Unfortunately, many foes of data centers do not find this comparison very compelling. Speaking for the opposition, The Federalist's Sean Davis points out that almonds are, you know, food. People eat almonds. They can't eat data. Thus, almond farms are a good use of water and data centers are not.

Carlson made a similar argument during his debate with Kevin O'Leary, in which he took it as a knock against data centers that they wouldn't provide as many jobs as the city of Manhattan despite taking up more space and using about as much power.

It's a problem for data center advocates, I suppose, that the good being produced is not as obvious as a job or an almond. But you have to be pretty dense not to realize that the data centers make possible a huge amount of economically beneficial activity. Storing massive amounts of data is a necessary precondition for the modern economy. It will be used to power and train AI models that will improve everyone's lives. AI is already making medical diagnoses more accurate and reducing car crash fatalities via driverless vehicles. AI can swiftly navigate legal, regulatory, and licensing issues, making it easier to start a business or buy a home. As a research tool, it can cut down on time spent learning about a complicated issue.

Reducing the time it takes to complete an annoying (or dangerous) task is a huge benefit that allows people to spend their time—the ultimate finite resource—more effectively, if only for leisure. If this doesn't seem obviously beneficial, then consider where we would be without search engines at all. Not so long ago, people had to trek to the library and consult an encyclopedia when they wanted information. They had to obtain physical copies of relevant documents: books, newspapers, etc. Being able to summon these things instantly—electronically—has inarguably led to huge gains: There are countless jobs that simply would not exist without it (including internet commentator).
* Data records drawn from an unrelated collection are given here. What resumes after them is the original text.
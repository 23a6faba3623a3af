/// Observability - metrics and health endpoints
///
/// Runs on its own port, separate from the public API, so probes and
/// scrapers never compete with auction traffic.

pub mod health;
pub mod http_server;

pub use health::{HealthChecker, HealthStatus};
pub use http_server::ObservabilityServer;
The United States' economic future is inexorably tied to the tech sector. Gains from AI are vital to the country's stability. In that sense, it's not very surprising to discover that some of the arguments against AI are being made in coordination with the Chinese government. According to the Bitcoin Policy Institute, the Chinese Communist Party has indirectly encouraged a pause or slowing of AI developments in the U.S.—but not in China. That's one reason Sen. John Fetterman (D–Pa.), a self-described "pro-capitalist Democrat," called Sanders' data center moratorium proposal "China first."
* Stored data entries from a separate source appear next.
#[cfg(test)]
mod tests {
    use super::*;
    use crate::domain::pricing::BID_INCREMENT;

    const NOW: u64 = 1_700_000_000 * NANOS_PER_SEC;
    const DAY: u64 = 86_400;

    fn store_with_reference_data() -> MemoryStore {
        let store = MemoryStore::new();
        store.add_region("Houston");
        store.add_region("Grenoble");
        store.add_category("Antiques");
        store.add_category("Books");
        store
    }

    fn register_user(store: &MemoryStore, nickname: &str, region: u64) -> User {
        store
            .register_user(
                &RegisterUserRequest {
                    firstname: "Great".into(),
                    lastname: "User".into(),
                    nickname: nickname.into(),
                    password: format!("password-{}", nickname),
                    email: format!("{}@example.org", nickname),
                    region,
                },
                NOW,
            )
            .unwrap()
    }

    fn register_item(store: &MemoryStore, seller: u64, category: u64) -> Item {
        store
            .register_item(
                &RegisterItemRequest {
                    name: "Walnut desk".into(),
                    description: "Needs polish".into(),
                    initial_price: 5_000,
                    quantity: 1,
                    reserve_price: 0,
                    buy_now: 0,
                    duration_secs: 7 * DAY,
                    seller,
                    category,
                },
                NOW,
            )
            .unwrap()
    }

    #[test]
    fn test_register_user_assigns_defaults() {
        let store = store_with_reference_data();
        let user = register_user(&store, "ada", 1);

        assert_eq!(user.id, 1);
        assert_eq!(user.rating, 0);
        assert_eq!(user.balance, 0);
        assert_eq!(user.creation_date, NOW);
    }

    #[test]
    fn test_duplicate_nickname_rejected() {
        let store = store_with_reference_data();
        register_user(&store, "ada", 1);

        let result = store.register_user(
            &RegisterUserRequest {
                firstname: "Other".into(),
                lastname: "Person".into(),
                nickname: "ada".into(),
                password: "pw".into(),
                email: "other@example.org".into(),
                region: 2,
            },
            NOW,
        );
        assert_eq!(result.unwrap_err(), StoreError::NicknameTaken("ada".into()));
    }

    #[test]
    fn test_register_user_unknown_region() {
        let store = store_with_reference_data();
        let result = store.register_user(
            &RegisterUserRequest {
                firstname: "A".into(),
                lastname: "B".into(),
                nickname: "ab".into(),
                password: "pw".into(),
                email: "ab@example.org".into(),
                region: 99,
            },
            NOW,
        );
        assert_eq!(result.unwrap_err(), StoreError::RegionNotFound(99));
    }

    #[test]
    fn test_authenticate() {
        let store = store_with_reference_data();
        let user = register_user(&store, "ada", 1);

        let found = store.authenticate("ada", "password-ada").unwrap();
        assert_eq!(found.id, user.id);

        assert_eq!(
            store.authenticate("ada", "wrong").unwrap_err(),
            StoreError::InvalidCredentials
        );
        assert_eq!(
            store.authenticate("nobody", "pw").unwrap_err(),
            StoreError::InvalidCredentials
        );
    }

    #[test]
    fn test_register_item_requires_seller_and_category() {
        let store = store_with_reference_data();
        register_user(&store, "ada", 1);

        let mut req = RegisterItemRequest {
            name: "Lamp".into(),
            description: String::new(),
            initial_price: 100,
            quantity: 1,
            reserve_price: 0,
            buy_now: 0,
            duration_secs: DAY,
            seller: 7,
            category: 1,
        };
        assert_eq!(
            store.register_item(&req, NOW).unwrap_err(),
            StoreError::UserNotFound(7)
        );

        req.seller = 1;
        req.category = 42;
        assert_eq!(
            store.register_item(&req, NOW).unwrap_err(),
            StoreError::CategoryNotFound(42)
        );
    }

    #[test]
    fn test_register_item_computes_end_date() {
        let store = store_with_reference_data();
        register_user(&store, "ada", 1);
        let item = register_item(&store, 1, 1);

        assert_eq!(item.start_date, NOW);
        assert_eq!(item.end_date, NOW + 7 * DAY * NANOS_PER_SEC);
        assert_eq!(item.nb_of_bids, 0);
        assert_eq!(item.max_bid, 0);
    }

    #[test]
    fn test_search_by_category_orders_by_end_date() {
        let store = store_with_reference_data();
        register_user(&store, "ada", 1);

        // Three items with staggered durations, plus one already closed.
        for days in [5u64, 1, 3] {
            store
                .register_item(
                    &RegisterItemRequest {
                        name: format!("item-{}d", days),
                        description: String::new(),
                        initial_price: 100,
                        quantity: 1,
                        reserve_price: 0,
                        buy_now: 0,
                        duration_secs: days * DAY,
                        seller: 1,
                        category: 1,
                    },
                    NOW,
                )
                .unwrap();
        }
        store
            .register_item(
                &RegisterItemRequest {
                    name: "closed".into(),
                    description: String::new(),
                    initial_price: 100,
                    quantity: 1,
                    reserve_price: 0,
                    buy_now: 0,
                    duration_secs: DAY,
                    seller: 1,
                    category: 1,
                },
                NOW - 2 * DAY * NANOS_PER_SEC,
            )
            .unwrap();

        let found = store.search_by_category(1, NOW, 0, 10).unwrap();
        let names: Vec<&str> = found.iter().map(|i| i.name.as_str()).collect();
        assert_eq!(names, vec!["item-1d", "item-3d", "item-5d"]);

        // Pagination.
        let page = store.search_by_category(1, NOW, 1, 1).unwrap();
        assert_eq!(page[0].name, "item-3d");

        assert_eq!(
            store.search_by_category(9, NOW, 0, 10).unwrap_err(),
            StoreError::CategoryNotFound(9)
        );
    }

    #[test]
    fn test_search_by_region_filters_on_seller_region() {
        let store = store_with_reference_data();
        register_user(&store, "ada", 1);
        register_user(&store, "bob", 2);
        register_item(&store, 1, 1);
        register_item(&store, 2, 1);

        let found = store.search_by_region(2, 1, NOW, 0, 10).unwrap();
        assert_eq!(found.len(), 1);
        assert_eq!(found[0].seller, 2);
    }

    #[test]
    fn test_place_bid_updates_item_counters() {
        let store = store_with_reference_data();
        register_user(&store, "seller", 1);
        register_user(&store, "bidder", 2);
        let item = register_item(&store, 1, 1);

        let bid = store
            .place_bid(
                item.id,
                &PlaceBidRequest {
                    user_id: 2,
                    bid: 5_100,
                    max_bid: 6_000,
                    qty: 1,
                },
                NOW + 1,
            )
            .unwrap();
        assert_eq!(bid.id, 1);

        let item = store.item(item.id).unwrap();
        assert_eq!(item.nb_of_bids, 1);
        assert_eq!(item.max_bid, 5_100);

        // A lower (but still acceptable) max does not regress the item.
        store
            .place_bid(
                item.id,
                &PlaceBidRequest {
                    user_id: 2,
                    bid: 5_100 + BID_INCREMENT,
                    max_bid: 5_100 + BID_INCREMENT,
                    qty: 1,
                },
                NOW + 2,
            )
            .unwrap();
        let item = store.item(item.id).unwrap();
        assert_eq!(item.nb_of_bids, 2);
        assert_eq!(item.max_bid, 5_100 + BID_INCREMENT);
    }

    #[test]
    fn test_place_bid_below_minimum_rejected() {
        let store = store_with_reference_data();
        register_user(&store, "seller", 1);
        register_user(&store, "bidder", 2);
        let item = register_item(&store, 1, 1);

        // First bid must clear initial price + increment.
        let result = store.place_bid(
            item.id,
            &PlaceBidRequest {
                user_id: 2,
                bid: 5_000,
                max_bid: 5_000,
                qty: 1,
            },
            NOW + 1,
        );
        assert_eq!(
            result.unwrap_err(),
            StoreError::BidTooLow {
                bid: 5_000,
                min_bid: 5_000 + BID_INCREMENT,
            }
        );
    }

    #[test]
    fn test_place_bid_on_closed_auction_rejected() {
        let store = store_with_reference_data();
        register_user(&store, "seller", 1);
        register_user(&store, "bidder", 2);
        let item = register_item(&store, 1, 1);

        let after_end = item.end_date + 1;
        let result = store.place_bid(
            item.id,
            &PlaceBidRequest {
                user_id: 2,
                bid: 6_000,
                max_bid: 6_000,
                qty: 1,
            },
            after_end,
        );
        assert_eq!(result.unwrap_err(), StoreError::AuctionClosed(item.id));
    }

    #[test]
    fn test_bids_for_item_newest_first() {
        let store = store_with_reference_data();
        register_user(&store, "seller", 1);
        register_user(&store, "bidder", 2);
        let item = register_item(&store, 1, 1);

        for (i, amount) in [5_100u64, 5_300, 5_500].iter().enumerate() {
            store
                .place_bid(
                    item.id,
                    &PlaceBidRequest {
                        user_id: 2,
                        bid: *amount,
                        max_bid: *amount,
                        qty: 1,
                    },
                    NOW + i as u64 + 1,
                )
                .unwrap();
        }

        let history = store.bids_for_item(item.id).unwrap();
        let amounts: Vec<u64> = history.iter().map(|b| b.bid).collect();
        assert_eq!(amounts, vec![5_500, 5_300, 5_100]);
    }

    #[test]
    fn test_buy_now_decrements_quantity_and_closes_when_sold_out() {
        let store = store_with_reference_data();
        register_user(&store, "seller", 1);
        register_user(&store, "buyer", 2);
        let item = store
            .register_item(
                &RegisterItemRequest {
                    name: "Print run".into(),
                    description: String::new(),
                    initial_price: 1_000,
                    quantity: 3,
                    reserve_price: 0,
                    buy_now: 2_000,
                    duration_secs: 7 * DAY,
                    seller: 1,
                    category: 2,
                },
                NOW,
            )
            .unwrap();

        store
            .buy_now(item.id, &BuyNowRequest { user_id: 2, qty: 2 }, NOW + 1)
            .unwrap();
        let after = store.item(item.id).unwrap();
        assert_eq!(after.quantity, 1);
        assert!(after.is_open(NOW + 2));

        store
            .buy_now(item.id, &BuyNowRequest { user_id: 2, qty: 1 }, NOW + 5)
            .unwrap();
        let after = store.item(item.id).unwrap();
        assert_eq!(after.quantity, 0);
        assert_eq!(after.end_date, NOW + 5);
        assert!(!after.is_open(NOW + 6));

        // Sold out means closed.
        let result = store.buy_now(item.id, &BuyNowRequest { user_id: 2, qty: 1 }, NOW + 7);
        assert_eq!(result.unwrap_err(), StoreError::AuctionClosed(item.id));
    }

    #[test]
    fn test_buy_now_requires_offer_and_stock() {
        let store = store_with_reference_data();
        register_user(&store, "seller", 1);
        register_user(&store, "buyer", 2);

        // No buy-now price on this one.
        let plain = register_item(&store, 1, 1);
        assert_eq!(
            store
                .buy_now(plain.id, &BuyNowRequest { user_id: 2, qty: 1 }, NOW + 1)
                .unwrap_err(),
            StoreError::BuyNowUnavailable(plain.id)
        );

        let offered = store
            .register_item(
                &RegisterItemRequest {
                    name: "Pair of chairs".into(),
                    description: String::new(),
                    initial_price: 1_000,
                    quantity: 2,
                    reserve_price: 0,
                    buy_now: 3_000,
                    duration_secs: DAY,
                    seller: 1,
                    category: 1,
                },
                NOW,
            )
            .unwrap();
        assert_eq!(
            store
                .buy_now(offered.id, &BuyNowRequest { user_id: 2, qty: 5 }, NOW + 1)
                .unwrap_err(),
            StoreError::NotEnoughQuantity {
                requested: 5,
                available: 2,
            }
        );
    }

    #[test]
    fn test_store_comment_cascades_rating() {
        let store = store_with_reference_data();
        register_user(&store, "seller", 1);
        register_user(&store, "buyer", 2);
        let item = register_item(&store, 1, 1);

        store
            .store_comment(
                1,
                &CommentRequest {
                    from_user_id: 2,
                    item_id: item.id,
                    rating: 5,
                    comment: "fast shipping".into(),
                },
                NOW + 1,
            )
            .unwrap();
        store
            .store_comment(
                1,
                &CommentRequest {
                    from_user_id: 2,
                    item_id: item.id,
                    rating: -3,
                    comment: "second thoughts".into(),
                },
                NOW + 2,
            )
            .unwrap();

        let seller = store.user(1).unwrap();
        assert_eq!(seller.rating, 2);

        let comments = store.comments_for_user(1).unwrap();
        assert_eq!(comments.len(), 2);
        assert_eq!(comments[0].comment, "second thoughts");
    }

    #[test]
    fn test_table_sizes() {
        let store = store_with_reference_data();
        register_user(&store, "seller", 1);
        register_user(&store, "bidder", 2);
        let item = register_item(&store, 1, 1);
        store
            .place_bid(
                item.id,
                &PlaceBidRequest {
                    user_id: 2,
                    bid: 5_100,
                    max_bid: 5_100,
                    qty: 1,
                },
                NOW + 1,
            )
            .unwrap();

        let sizes = store.table_sizes(NOW + 2);
        assert_eq!(sizes.regions, 2);
        assert_eq!(sizes.categories, 2);
        assert_eq!(sizes.users, 2);
        assert_eq!(sizes.items, 1);
        assert_eq!(sizes.open_items, 1);
        assert_eq!(sizes.bids, 1);
        assert_eq!(sizes.comments, 0);
        assert_eq!(sizes.buy_nows, 0);
    }
}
In any case, you can't eat an oil rig, a suspension bridge, or a satellite. Yet it should be obvious that these are no less useful—even factoring in land, energy, and water use—than almonds, even if the benefits are slightly less straightforward. This is plainly true for data centers as well, and anyone arguing otherwise deserves suspicious looks.

The post Data Centers Use Less Water Than Almond Farms—and Do More Good appeared first on Reason.com.

Read the whole story
kazriko
8 days ago
reply
Water is the dumbest reason to oppose Datacenters. A much more important reason would be electricity prices.
Colorado Plateau
fxer
8 days ago
The best reason is ridiculous fuckin tax breaks they get showered with at local/state/federal level for providing like, 80 jobs.
Share this story
Delete

Ep. 176 - Epilogue

1 Comment

Read the whole story
kazriko
20 days ago
reply
Another comic completed, 11 days left until it goes behind the paywall.
Colorado Plateau
Share this story
Delete

‘Noir, Japan’s Hard-Boiled Bittersweet Answer to Oreos’

2 Comments

Jake Adelstein (author of Tokyo Vice) on his blog Tokyo Paladin:

For decades, Japan’s Oreos weren’t made by Nabisco at all. They were produced domestically by Yamazaki Biscuits, under a licensing arrangement with what eventually became Mondelez International. This was, by most accounts, a reasonable arrangement. The cookies were local. The quality was consistent. Nobody was complaining.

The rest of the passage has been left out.